Records provided
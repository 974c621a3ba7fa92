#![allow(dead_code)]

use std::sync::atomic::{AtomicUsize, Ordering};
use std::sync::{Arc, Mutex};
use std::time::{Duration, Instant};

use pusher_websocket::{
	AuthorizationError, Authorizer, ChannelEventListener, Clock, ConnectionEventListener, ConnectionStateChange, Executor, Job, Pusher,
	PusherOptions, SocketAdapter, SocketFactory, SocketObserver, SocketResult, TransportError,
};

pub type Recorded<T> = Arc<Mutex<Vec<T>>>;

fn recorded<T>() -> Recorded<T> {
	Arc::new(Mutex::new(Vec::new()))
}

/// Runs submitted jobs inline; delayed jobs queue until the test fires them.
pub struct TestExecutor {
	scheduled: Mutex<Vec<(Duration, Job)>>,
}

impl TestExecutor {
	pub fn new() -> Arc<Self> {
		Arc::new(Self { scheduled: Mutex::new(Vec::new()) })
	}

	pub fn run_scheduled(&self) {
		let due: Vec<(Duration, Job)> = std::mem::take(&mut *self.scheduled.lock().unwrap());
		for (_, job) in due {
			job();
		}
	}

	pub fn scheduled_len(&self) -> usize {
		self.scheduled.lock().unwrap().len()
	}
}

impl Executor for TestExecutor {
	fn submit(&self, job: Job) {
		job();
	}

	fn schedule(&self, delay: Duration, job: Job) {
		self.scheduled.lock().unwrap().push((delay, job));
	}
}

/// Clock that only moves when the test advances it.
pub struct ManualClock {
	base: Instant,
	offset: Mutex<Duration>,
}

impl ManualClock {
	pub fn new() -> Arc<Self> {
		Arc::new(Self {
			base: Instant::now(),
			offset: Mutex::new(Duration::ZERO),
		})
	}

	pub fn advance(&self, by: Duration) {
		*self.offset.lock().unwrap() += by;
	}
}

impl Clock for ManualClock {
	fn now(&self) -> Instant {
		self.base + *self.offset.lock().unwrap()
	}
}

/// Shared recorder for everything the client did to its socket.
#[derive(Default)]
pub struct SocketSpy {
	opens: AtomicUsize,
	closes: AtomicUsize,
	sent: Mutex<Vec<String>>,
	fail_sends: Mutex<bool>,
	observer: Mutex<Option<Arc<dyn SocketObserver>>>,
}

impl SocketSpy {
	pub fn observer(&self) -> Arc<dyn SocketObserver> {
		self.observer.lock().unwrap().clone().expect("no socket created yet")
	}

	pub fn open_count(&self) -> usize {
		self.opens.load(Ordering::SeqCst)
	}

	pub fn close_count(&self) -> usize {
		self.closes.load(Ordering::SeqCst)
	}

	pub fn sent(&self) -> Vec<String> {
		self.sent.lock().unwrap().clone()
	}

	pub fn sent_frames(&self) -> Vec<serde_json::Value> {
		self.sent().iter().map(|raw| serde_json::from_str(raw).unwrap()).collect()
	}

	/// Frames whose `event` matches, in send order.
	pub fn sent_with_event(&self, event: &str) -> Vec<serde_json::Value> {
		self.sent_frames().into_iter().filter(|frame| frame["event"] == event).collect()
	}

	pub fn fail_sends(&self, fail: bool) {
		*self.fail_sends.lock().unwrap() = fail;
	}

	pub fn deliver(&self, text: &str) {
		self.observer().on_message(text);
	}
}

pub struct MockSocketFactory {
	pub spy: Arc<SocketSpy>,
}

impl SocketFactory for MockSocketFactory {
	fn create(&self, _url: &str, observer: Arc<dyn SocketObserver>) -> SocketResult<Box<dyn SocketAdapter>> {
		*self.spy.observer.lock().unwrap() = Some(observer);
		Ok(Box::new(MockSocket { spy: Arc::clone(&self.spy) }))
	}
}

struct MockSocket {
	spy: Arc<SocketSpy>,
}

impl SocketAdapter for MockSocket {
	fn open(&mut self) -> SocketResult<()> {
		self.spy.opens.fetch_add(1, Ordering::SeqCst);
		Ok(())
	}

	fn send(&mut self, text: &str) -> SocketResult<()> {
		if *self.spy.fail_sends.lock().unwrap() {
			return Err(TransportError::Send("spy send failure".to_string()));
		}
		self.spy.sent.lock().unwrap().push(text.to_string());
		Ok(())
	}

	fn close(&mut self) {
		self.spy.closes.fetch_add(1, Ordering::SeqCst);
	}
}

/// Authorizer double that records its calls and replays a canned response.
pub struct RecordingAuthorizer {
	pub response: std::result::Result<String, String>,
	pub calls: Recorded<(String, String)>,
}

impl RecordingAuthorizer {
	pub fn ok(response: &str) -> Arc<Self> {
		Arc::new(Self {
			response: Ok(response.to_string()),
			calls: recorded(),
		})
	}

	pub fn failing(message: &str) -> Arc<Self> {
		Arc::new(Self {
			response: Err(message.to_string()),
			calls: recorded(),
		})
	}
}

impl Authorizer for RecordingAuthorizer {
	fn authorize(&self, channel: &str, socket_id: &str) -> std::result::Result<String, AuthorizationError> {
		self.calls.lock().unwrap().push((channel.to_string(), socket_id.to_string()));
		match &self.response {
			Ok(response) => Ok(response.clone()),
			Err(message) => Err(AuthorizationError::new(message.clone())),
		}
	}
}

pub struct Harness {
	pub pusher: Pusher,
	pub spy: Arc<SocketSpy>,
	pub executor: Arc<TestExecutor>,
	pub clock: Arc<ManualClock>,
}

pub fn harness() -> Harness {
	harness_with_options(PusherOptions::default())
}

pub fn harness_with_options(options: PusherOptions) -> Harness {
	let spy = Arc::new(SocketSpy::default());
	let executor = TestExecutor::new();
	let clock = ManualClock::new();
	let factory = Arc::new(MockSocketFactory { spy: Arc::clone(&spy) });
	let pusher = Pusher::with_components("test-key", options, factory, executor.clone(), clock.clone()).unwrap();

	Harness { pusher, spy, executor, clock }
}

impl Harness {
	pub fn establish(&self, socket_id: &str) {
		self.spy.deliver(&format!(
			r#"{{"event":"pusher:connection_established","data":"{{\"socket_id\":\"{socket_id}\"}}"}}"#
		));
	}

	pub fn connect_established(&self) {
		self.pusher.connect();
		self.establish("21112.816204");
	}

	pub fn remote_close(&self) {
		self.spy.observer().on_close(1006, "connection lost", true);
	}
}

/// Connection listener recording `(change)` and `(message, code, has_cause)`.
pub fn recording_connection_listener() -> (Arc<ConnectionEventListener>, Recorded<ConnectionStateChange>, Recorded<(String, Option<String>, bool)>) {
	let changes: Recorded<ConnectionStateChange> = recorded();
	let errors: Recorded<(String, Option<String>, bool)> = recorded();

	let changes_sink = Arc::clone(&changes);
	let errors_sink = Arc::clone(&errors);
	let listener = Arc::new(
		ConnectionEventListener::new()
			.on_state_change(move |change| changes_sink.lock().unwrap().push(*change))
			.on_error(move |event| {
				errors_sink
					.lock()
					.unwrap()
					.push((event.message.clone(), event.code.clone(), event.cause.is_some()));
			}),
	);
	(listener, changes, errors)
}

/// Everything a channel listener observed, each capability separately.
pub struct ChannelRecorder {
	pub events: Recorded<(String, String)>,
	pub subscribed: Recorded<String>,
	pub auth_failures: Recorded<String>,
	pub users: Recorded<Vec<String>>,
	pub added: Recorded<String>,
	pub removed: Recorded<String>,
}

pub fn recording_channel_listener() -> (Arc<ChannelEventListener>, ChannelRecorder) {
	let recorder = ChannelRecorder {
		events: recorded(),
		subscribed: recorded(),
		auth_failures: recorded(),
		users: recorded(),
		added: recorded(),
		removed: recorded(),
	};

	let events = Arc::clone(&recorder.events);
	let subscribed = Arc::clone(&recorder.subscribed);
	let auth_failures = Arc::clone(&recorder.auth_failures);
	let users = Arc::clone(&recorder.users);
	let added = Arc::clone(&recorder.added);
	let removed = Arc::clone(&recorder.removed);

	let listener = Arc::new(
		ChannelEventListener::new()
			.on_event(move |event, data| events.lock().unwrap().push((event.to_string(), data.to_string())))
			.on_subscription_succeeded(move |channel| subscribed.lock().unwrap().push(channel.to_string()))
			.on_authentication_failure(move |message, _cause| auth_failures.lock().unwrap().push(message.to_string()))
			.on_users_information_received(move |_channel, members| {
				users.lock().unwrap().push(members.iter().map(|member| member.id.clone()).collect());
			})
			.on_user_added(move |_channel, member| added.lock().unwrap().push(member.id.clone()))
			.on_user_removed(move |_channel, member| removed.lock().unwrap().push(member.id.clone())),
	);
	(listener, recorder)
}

==

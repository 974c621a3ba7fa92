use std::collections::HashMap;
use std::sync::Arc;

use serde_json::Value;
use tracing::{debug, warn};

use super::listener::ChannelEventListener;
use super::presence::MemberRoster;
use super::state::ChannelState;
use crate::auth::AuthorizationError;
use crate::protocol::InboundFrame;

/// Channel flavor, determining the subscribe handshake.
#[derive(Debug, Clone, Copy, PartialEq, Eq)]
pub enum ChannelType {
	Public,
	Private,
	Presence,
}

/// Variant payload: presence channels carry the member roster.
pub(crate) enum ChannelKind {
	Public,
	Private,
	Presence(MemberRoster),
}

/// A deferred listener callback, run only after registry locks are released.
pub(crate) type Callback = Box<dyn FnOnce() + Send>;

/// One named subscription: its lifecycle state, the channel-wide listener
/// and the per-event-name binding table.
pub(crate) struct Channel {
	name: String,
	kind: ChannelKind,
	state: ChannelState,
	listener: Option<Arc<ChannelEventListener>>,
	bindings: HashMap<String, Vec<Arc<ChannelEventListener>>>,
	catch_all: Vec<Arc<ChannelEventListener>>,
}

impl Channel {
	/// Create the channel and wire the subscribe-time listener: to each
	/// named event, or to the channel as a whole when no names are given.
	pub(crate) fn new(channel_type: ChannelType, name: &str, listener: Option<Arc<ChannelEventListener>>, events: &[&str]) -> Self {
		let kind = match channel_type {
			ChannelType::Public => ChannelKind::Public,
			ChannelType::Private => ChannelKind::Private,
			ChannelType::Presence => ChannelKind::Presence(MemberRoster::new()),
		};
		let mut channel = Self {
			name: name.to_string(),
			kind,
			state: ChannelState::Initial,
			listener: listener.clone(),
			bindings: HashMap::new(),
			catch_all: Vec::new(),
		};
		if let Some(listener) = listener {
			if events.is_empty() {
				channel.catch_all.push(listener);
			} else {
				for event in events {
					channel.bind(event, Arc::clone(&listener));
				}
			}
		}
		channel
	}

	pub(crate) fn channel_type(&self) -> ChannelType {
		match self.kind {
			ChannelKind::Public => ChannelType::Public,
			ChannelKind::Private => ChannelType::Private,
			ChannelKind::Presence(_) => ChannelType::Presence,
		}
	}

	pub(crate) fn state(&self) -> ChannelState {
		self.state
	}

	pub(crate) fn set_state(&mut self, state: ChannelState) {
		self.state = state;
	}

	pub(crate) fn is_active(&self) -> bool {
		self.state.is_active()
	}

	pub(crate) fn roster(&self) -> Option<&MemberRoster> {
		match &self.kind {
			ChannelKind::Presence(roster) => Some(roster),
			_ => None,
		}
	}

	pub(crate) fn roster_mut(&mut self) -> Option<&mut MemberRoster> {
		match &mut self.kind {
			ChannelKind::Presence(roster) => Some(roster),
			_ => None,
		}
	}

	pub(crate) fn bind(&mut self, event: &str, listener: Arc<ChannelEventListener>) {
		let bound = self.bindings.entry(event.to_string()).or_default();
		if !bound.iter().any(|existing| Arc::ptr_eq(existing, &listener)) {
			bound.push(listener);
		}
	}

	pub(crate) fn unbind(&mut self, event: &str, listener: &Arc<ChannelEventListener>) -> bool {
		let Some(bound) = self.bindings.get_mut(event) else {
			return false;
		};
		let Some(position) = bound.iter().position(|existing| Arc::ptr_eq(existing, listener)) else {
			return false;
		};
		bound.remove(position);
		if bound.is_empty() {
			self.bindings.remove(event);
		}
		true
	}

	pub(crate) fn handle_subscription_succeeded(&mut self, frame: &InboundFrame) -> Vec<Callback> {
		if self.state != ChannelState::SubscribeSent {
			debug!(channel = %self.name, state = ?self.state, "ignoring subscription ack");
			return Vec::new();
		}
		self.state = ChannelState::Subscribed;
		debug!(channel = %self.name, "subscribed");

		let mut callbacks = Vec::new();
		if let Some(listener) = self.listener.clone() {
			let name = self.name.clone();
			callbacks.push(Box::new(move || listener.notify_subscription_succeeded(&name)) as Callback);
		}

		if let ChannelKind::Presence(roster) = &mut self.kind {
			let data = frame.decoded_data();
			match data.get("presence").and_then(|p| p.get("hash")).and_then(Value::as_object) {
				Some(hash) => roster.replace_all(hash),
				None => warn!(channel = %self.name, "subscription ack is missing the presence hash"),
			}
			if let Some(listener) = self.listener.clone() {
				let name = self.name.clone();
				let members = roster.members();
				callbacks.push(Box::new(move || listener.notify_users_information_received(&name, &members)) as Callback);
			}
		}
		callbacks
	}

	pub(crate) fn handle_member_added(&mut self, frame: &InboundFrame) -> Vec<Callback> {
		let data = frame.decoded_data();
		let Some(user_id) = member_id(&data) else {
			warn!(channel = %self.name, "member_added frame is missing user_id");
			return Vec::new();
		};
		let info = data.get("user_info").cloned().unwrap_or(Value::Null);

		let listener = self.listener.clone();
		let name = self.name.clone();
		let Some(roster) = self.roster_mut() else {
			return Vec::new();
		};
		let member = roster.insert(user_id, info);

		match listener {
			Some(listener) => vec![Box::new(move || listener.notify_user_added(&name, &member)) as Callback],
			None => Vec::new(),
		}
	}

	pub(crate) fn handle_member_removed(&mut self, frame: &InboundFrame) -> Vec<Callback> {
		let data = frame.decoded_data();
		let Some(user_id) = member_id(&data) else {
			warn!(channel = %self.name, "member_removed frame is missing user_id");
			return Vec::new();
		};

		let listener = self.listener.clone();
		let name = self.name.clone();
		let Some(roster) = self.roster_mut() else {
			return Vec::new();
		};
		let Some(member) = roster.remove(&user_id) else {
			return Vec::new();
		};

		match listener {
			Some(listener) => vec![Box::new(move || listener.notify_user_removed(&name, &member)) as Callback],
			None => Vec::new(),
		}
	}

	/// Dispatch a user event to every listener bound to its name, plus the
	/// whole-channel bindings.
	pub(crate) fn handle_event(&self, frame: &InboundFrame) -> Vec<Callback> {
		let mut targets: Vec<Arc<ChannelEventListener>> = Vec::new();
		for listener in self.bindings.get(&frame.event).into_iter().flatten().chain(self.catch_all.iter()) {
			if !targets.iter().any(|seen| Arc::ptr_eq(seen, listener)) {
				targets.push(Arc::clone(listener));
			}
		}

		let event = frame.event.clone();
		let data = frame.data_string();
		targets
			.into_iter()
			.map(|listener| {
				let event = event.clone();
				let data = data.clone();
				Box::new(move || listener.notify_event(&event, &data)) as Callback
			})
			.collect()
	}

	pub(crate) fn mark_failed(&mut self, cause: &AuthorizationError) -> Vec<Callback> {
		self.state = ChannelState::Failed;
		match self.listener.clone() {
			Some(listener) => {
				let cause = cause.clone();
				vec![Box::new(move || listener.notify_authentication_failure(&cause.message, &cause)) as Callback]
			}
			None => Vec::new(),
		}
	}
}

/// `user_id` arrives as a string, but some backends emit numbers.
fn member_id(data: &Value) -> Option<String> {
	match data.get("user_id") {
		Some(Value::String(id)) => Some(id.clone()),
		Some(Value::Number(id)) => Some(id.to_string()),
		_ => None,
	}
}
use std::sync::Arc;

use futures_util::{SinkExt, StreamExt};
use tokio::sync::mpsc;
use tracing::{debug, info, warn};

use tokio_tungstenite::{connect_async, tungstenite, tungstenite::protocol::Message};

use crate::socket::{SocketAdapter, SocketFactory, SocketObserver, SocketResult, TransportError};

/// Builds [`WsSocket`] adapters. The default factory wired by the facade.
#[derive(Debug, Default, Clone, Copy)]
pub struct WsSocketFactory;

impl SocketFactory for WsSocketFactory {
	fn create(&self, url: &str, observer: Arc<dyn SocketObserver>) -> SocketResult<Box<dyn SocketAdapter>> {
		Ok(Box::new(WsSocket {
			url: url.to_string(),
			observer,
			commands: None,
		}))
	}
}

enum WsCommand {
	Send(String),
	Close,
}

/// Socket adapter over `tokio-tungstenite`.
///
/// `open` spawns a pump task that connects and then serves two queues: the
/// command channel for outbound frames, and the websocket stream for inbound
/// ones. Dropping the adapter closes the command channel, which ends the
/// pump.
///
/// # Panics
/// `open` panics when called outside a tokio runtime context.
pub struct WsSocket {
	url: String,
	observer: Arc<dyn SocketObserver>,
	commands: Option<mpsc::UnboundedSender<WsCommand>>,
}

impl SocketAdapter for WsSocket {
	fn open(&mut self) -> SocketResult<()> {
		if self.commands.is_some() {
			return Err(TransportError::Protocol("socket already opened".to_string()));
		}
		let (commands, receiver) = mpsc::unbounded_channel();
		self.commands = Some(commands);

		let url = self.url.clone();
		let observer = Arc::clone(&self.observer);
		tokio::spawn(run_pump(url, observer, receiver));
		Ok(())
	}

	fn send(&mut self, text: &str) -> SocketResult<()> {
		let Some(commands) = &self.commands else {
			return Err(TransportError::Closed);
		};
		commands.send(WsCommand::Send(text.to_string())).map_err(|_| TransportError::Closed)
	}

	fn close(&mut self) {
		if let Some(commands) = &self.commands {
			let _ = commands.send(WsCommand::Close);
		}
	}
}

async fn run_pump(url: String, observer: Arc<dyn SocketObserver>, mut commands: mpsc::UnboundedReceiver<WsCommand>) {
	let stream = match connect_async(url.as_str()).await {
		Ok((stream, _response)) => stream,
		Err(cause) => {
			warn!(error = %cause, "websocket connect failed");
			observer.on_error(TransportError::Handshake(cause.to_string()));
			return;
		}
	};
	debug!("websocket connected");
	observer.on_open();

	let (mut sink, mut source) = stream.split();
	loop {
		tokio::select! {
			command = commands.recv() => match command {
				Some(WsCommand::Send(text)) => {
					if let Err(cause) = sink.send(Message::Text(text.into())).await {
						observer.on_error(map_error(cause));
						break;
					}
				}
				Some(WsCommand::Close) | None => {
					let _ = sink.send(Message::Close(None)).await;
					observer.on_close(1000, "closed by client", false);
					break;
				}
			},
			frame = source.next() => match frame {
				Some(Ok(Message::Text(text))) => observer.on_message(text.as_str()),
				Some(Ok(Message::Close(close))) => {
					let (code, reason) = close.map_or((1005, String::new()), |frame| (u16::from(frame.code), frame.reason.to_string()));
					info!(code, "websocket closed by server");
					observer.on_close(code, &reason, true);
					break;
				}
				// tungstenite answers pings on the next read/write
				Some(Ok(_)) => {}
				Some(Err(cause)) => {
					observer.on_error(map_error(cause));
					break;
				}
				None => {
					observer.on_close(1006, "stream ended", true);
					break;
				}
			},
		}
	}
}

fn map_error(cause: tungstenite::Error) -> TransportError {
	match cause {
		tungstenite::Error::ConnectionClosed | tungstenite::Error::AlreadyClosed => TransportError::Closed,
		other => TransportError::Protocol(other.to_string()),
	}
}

==

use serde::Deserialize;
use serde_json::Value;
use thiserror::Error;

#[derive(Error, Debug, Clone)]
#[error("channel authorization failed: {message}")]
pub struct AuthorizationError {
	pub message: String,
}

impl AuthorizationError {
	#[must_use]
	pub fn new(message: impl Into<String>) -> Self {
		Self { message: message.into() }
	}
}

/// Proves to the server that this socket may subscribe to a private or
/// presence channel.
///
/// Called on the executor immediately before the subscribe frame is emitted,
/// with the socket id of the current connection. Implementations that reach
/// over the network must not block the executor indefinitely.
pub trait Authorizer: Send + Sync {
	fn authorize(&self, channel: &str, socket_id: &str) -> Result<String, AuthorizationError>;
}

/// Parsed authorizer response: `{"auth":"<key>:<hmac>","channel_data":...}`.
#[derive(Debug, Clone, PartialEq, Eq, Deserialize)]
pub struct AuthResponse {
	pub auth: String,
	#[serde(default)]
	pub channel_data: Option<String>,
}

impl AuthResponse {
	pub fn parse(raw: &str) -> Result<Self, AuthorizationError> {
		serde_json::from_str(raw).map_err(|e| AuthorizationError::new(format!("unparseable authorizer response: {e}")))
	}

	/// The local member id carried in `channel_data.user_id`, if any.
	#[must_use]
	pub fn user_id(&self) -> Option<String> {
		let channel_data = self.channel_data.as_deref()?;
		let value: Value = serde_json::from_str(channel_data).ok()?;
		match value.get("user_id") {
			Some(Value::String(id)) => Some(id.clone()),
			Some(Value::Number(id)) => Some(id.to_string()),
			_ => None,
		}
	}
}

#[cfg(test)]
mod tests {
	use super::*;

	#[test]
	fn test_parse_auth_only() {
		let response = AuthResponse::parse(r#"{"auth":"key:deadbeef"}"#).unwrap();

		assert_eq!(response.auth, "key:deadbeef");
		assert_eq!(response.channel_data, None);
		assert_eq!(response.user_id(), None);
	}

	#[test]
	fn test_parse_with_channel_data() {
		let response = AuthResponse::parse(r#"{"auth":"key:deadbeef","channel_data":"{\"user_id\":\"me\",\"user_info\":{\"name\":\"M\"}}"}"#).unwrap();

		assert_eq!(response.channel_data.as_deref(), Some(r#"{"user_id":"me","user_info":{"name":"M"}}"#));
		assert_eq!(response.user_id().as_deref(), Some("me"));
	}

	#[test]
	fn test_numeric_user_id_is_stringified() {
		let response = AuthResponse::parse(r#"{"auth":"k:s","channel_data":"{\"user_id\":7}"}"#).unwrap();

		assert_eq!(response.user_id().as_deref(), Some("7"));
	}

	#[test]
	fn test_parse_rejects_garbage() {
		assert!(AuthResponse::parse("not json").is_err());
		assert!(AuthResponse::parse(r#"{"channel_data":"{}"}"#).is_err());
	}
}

What you should do
The string to find is "InboundFrame"; copy every line of the listing that has it.

Response to this task
use crate::protocol::InboundFrame;
	pub(crate) fn handle_subscription_succeeded(&mut self, frame: &InboundFrame) -> Vec<Callback> {
	pub(crate) fn handle_member_added(&mut self, frame: &InboundFrame) -> Vec<Callback> {
	pub(crate) fn handle_member_removed(&mut self, frame: &InboundFrame) -> Vec<Callback> {
	pub(crate) fn handle_event(&self, frame: &InboundFrame) -> Vec<Callback> {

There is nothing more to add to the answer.